それを女は期待に満ちた目で見つめていた。
(ふん。所詮はただの雌か)
ぐいと顔を引き寄せ、女の口の中に、自分の口内の錠剤を移す。
「あぷっ……あ、あぁぁ」
口を離すと女は声にならない声をあげた。
その様を見ながら、男――雑賀鉄心は思う。
(それにしても……あいつがあんな風になるとはな……まぁいい。今からでもどうにでもなる。どうにでも、な)

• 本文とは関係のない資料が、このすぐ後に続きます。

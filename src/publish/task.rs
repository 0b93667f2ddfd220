// Background publishing task - one per session
//
// Sleeps for the configured interval, publishes the session's log, and in
// reclaim mode releases the session's inference handle. Failures are logged
// to diagnostics and the loop carries on; only cancellation ends it. A session
// that expired gets one last publish on the way out.

use std::sync::Arc;
use std::time::Duration;
use tokio::task::JoinHandle;

use super::LogPublisher;
use crate::config::PublishMode;
use crate::models::ResourceLoader;
use crate::session::Session;

/// What one wake did
#[derive(Debug, Clone, Copy, PartialEq, Eq, Default)]
pub struct TickReport {
    pub published: bool,
    pub reclaimed: bool,
}

pub struct PublishTask {
    session: Arc<Session>,
    publisher: Option<Arc<dyn LogPublisher>>,
    loader: Arc<ResourceLoader>,
    mode: PublishMode,
    interval: Duration,
}

impl PublishTask {
    pub fn new(
        session: Arc<Session>,
        publisher: Option<Arc<dyn LogPublisher>>,
        loader: Arc<ResourceLoader>,
        mode: PublishMode,
        interval: Duration,
    ) -> Self {
        Self {
            session,
            publisher,
            loader,
            mode,
            interval,
        }
    }

    /// One wake: publish, then reclaim if configured
    pub async fn tick(&self) -> TickReport {
        let published = self.publish_log().await;

        let reclaimed = match self.mode {
            PublishMode::Periodic => false,
            PublishMode::Reclaim => {
                let mut state = self.session.state().await;
                let reclaimed = self.loader.release(&mut state.model).await;
                if reclaimed {
                    tracing::info!(session = %self.session.id(), "Inference handle reclaimed after session time limit");
                }
                reclaimed
            }
        };

        TickReport {
            published,
            reclaimed,
        }
    }

    /// Ship the session log once; returns whether it went out
    pub async fn publish_log(&self) -> bool {
        let session_id = self.session.id();
        let log_path = self.session.log().path();

        match &self.publisher {
            Some(publisher) => match publisher.publish(log_path).await {
                Ok(()) => {
                    tracing::info!(session = %session_id, "✓ Published {}", log_path.display());
                    true
                }
                Err(e) => {
                    tracing::error!(session = %session_id, "Log publish failed: {:#}", e);
                    false
                }
            },
            None => {
                tracing::debug!(session = %session_id, "No log repository configured, skipping publish");
                false
            }
        }
    }

    /// Run `tick` every interval until the session is cancelled
    pub fn spawn(self) -> JoinHandle<()> {
        let cancel = self.session.cancellation();
        tokio::spawn(async move {
            tracing::debug!(
                session = %self.session.id(),
                "Publisher started ({:?}, every {:?})",
                self.mode,
                self.interval
            );
            loop {
                tokio::select! {
                    _ = cancel.cancelled() => {
                        if self.session.is_expired() {
                            self.publish_log().await;
                        }
                        break;
                    }
                    _ = tokio::time::sleep(self.interval) => {
                        self.tick().await;
                    }
                }
            }
            tracing::debug!(session = %self.session.id(), "Publisher stopped");
        })
    }
}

********** 神宮司まりも **********
「よしっ! 総員カカレッ!」
私の号令とほぼ同時に教え子達が無人島を駆ける。
今日は彼女達の総合演習の日……本来なら私に惚けている時間などないはずなのに、今一つ身が入らない。
……教官失格、だな。
人影が見えなくなったところで、私は小さくため息を吐く。
「まりも君、どうかしたのかい?」
元教え子で現上官という少々複雑な立ち位置にいる男が私に声をかけてくる。
……名前で呼んでいい、なんて一言も言っていないのだけれど。
「なにか、辛いことがあったのならこのロメオ・ジョシュアに言いたまえ? ……この私こそが、貴女の力になってやれる」
手を掴まれそうになったので私はすいとその手を避ける。
「私は涼宮班の目標ポイントに向かいます。では、これで」
何かを言いたそうな彼を放置し、私はボートに乗り込む。
キーを捻るとスロットルを開け、私はボートを走らせた。
丁度私の心の正反対といえるほど波は穏やかだ。僅かなゆれを感じながらも私は思う。
……あれから、二ヶ月経っている。
けれどもあの日以来、彼は一向に目を覚まさない。
それでも、淡い期待を抱く自分の影で暗い考えを抱く自分がいる事実に私は歯噛みしていた。
(ま、まりもさん! 俺、まりもさんの事が……)
彼の顔が脳裏をよぎる。
(……お前が望むなら、また、愛してやるぞ……?)
そして“あの男”の顔がふとよぎってしまった。
ぶんぶんと頭を振る。
――今は、総合演習にだけ集中しよう。
気を引き締めながら、私はまた前を向いた。